» **TASK ITEM**
Show every line of the data that contains the string "records".

» **PROVIDED ENTRIES**

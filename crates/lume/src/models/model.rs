/*
 *  Copyright 2025 Colliery Software
 *
 *  Licensed under the Apache License, Version 2.0 (the "License");
 *  you may not use this file except in compliance with the License.
 *  You may obtain a copy of the License at
 *
 *      http://www.apache.org/licenses/LICENSE-2.0
 *
 *  Unless required by applicable law or agreed to in writing, software
 *  distributed under the License is distributed on an "AS IS" BASIS,
 *  WITHOUT WARRANTIES OR CONDITIONS OF ANY KIND, either express or implied.
 *  See the License for the specific language governing permissions and
 *  limitations under the License.
 */

//! Simulation model records.

use chrono::{DateTime, Utc};
use serde::{Deserialize, Serialize};

/// A registered simulation model.
#[derive(Debug, Clone, PartialEq, Eq, Serialize, Deserialize)]
pub struct Model {
    pub model_id: i32,
    /// Set by the store when the model is recorded.
    pub created: DateTime<Utc>,
    pub author: String,
    pub laboratory: String,
    pub facility: String,
    pub beampath: String,
    pub description: String,
}

/// Payload for [`crate::ModelDbService::store_model`].
#[derive(Debug, Clone, PartialEq, Eq, Serialize, Deserialize)]
pub struct NewModel {
    pub author: String,
    pub laboratory: String,
    pub facility: String,
    pub beampath: String,
    pub description: String,
}

impl NewModel {
    pub fn new(
        author: impl Into<String>,
        laboratory: impl Into<String>,
        facility: impl Into<String>,
        beampath: impl Into<String>,
        description: impl Into<String>,
    ) -> Self {
        Self {
            author: author.into(),
            laboratory: laboratory.into(),
            facility: facility.into(),
            beampath: beampath.into(),
            description: description.into(),
        }
    }
}
/*
 *  Copyright 2025 Colliery Software
 *
 *  Licensed under the Apache License, Version 2.0 (the "License");
 *  you may not use this file except in compliance with the License.
 *  You may obtain a copy of the License at
 *
 *      http://www.apache.org/licenses/LICENSE-2.0
 *
 *  Unless required by applicable law or agreed to in writing, software
 *  distributed under the License is distributed on an "AS IS" BASIS,
 *  WITHOUT WARRANTIES OR CONDITIONS OF ANY KIND, either express or implied.
 *  See the License for the specific language governing permissions and
 *  limitations under the License.
 */

//! Deployment records: one containerized, versioned build of a model.

use chrono::{DateTime, Utc};
use serde::{Deserialize, Serialize};

#[derive(Debug, Clone, PartialEq, Eq, Serialize, Deserialize)]
pub struct Deployment {
    pub deployment_id: i32,
    pub version: String,
    pub deploy_date: DateTime<Utc>,
    pub asset_dir: Option<String>,
    pub source: String,
    pub sha256: String,
    pub image: String,
    /// Several deployments of the same model may be live at once.
    pub is_live: bool,
    pub model_id: i32,
}

/// Payload for [`crate::ModelDbService::store_deployment`].
///
/// `is_live` defaults to `false`, `asset_dir` to `None` and `deploy_date` to
/// the time of the store call.
#[derive(Debug, Clone, PartialEq, Eq, Serialize, Deserialize)]
pub struct NewDeployment {
    pub model_id: i32,
    pub version: String,
    pub source: String,
    pub sha256: String,
    pub image: String,
    #[serde(default)]
    pub is_live: bool,
    #[serde(default)]
    pub asset_dir: Option<String>,
    #[serde(default)]
    pub deploy_date: Option<DateTime<Utc>>,
}

impl NewDeployment {
    pub fn new(
        model_id: i32,
        version: impl Into<String>,
        source: impl Into<String>,
        sha256: impl Into<String>,
        image: impl Into<String>,
    ) -> Self {
        Self {
            model_id,
            version: version.into(),
            source: source.into(),
            sha256: sha256.into(),
            image: image.into(),
            is_live: false,
            asset_dir: None,
            deploy_date: None,
        }
    }

    pub fn live(mut self, is_live: bool) -> Self {
        self.is_live = is_live;
        self
    }

    pub fn asset_dir(mut self, asset_dir: impl Into<String>) -> Self {
        self.asset_dir = Some(asset_dir.into());
        self
    }

    /// Overrides the deploy date, e.g. when importing historical deployments.
    pub fn deployed_at(mut self, deploy_date: DateTime<Utc>) -> Self {
        self.deploy_date = Some(deploy_date);
        self
    }
}
/*
 *  Copyright 2025 Colliery Software
 *
 *  Licensed under the Apache License, Version 2.0 (the "License");
 *  you may not use this file except in compliance with the License.
 *  You may obtain a copy of the License at
 *
 *      http://www.apache.org/licenses/LICENSE-2.0
 *
 *  Unless required by applicable law or agreed to in writing, software
 *  distributed under the License is distributed on an "AS IS" BASIS,
 *  WITHOUT WARRANTIES OR CONDITIONS OF ANY KIND, either express or implied.
 *  See the License for the specific language governing permissions and
 *  limitations under the License.
 */

//! Diesel table definitions for the model database.
//!
//! These definitions use only SQL types that both PostgreSQL and SQLite map
//! natively (`Integer`, `Text`, `Bool`, `Timestamp`), so a single schema
//! serves both backends. The matching DDL lives in [`super::ddl`].

diesel::table! {
    models (model_id) {
        model_id -> Integer,
        created -> Timestamp,
        author -> Text,
        laboratory -> Text,
        facility -> Text,
        beampath -> Text,
        description -> Text,
    }
}

diesel::table! {
    deployments (deployment_id) {
        deployment_id -> Integer,
        version -> Text,
        deploy_date -> Timestamp,
        asset_dir -> Nullable<Text>,
        source -> Text,
        sha256 -> Text,
        image -> Text,
        is_live -> Bool,
        model_id -> Integer,
    }
}

diesel::table! {
    projects (project_name) {
        project_name -> Text,
        description -> Text,
    }
}

diesel::table! {
    flows (flow_id) {
        flow_id -> Text,
        flow_name -> Text,
        project_name -> Text,
        deployment_id -> Integer,
    }
}

diesel::table! {
    flow_of_flows (id) {
        id -> Integer,
        parent_flow_id -> Text,
        flow_id -> Text,
        position -> Integer,
    }
}

diesel::table! {
    dependency_types (id) {
        id -> Integer,
        #[sql_name = "type"]
        type_ -> Text,
    }
}

diesel::table! {
    deployment_dependencies (id) {
        id -> Integer,
        name -> Text,
        source -> Text,
        local_source -> Nullable<Text>,
        version -> Text,
        deployment_id -> Integer,
        dependency_type_id -> Integer,
    }
}

diesel::table! {
    results (id) {
        id -> Integer,
        flow_id -> Text,
        result_type -> Text,
        document -> Text,
        created_at -> Timestamp,
    }
}

diesel::joinable!(deployments -> models (model_id));
diesel::joinable!(flows -> deployments (deployment_id));
diesel::joinable!(flows -> projects (project_name));
diesel::joinable!(flow_of_flows -> flows (flow_id));
diesel::joinable!(deployment_dependencies -> deployments (deployment_id));
diesel::joinable!(deployment_dependencies -> dependency_types (dependency_type_id));

diesel::allow_tables_to_appear_in_same_query!(
    models,
    deployments,
    projects,
    flows,
    flow_of_flows,
    dependency_types,
    deployment_dependencies,
    results,
);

» **EXERCISE ANSWER**
//! Simulation model records.
//! Deployment records: one containerized, versioned build of a model.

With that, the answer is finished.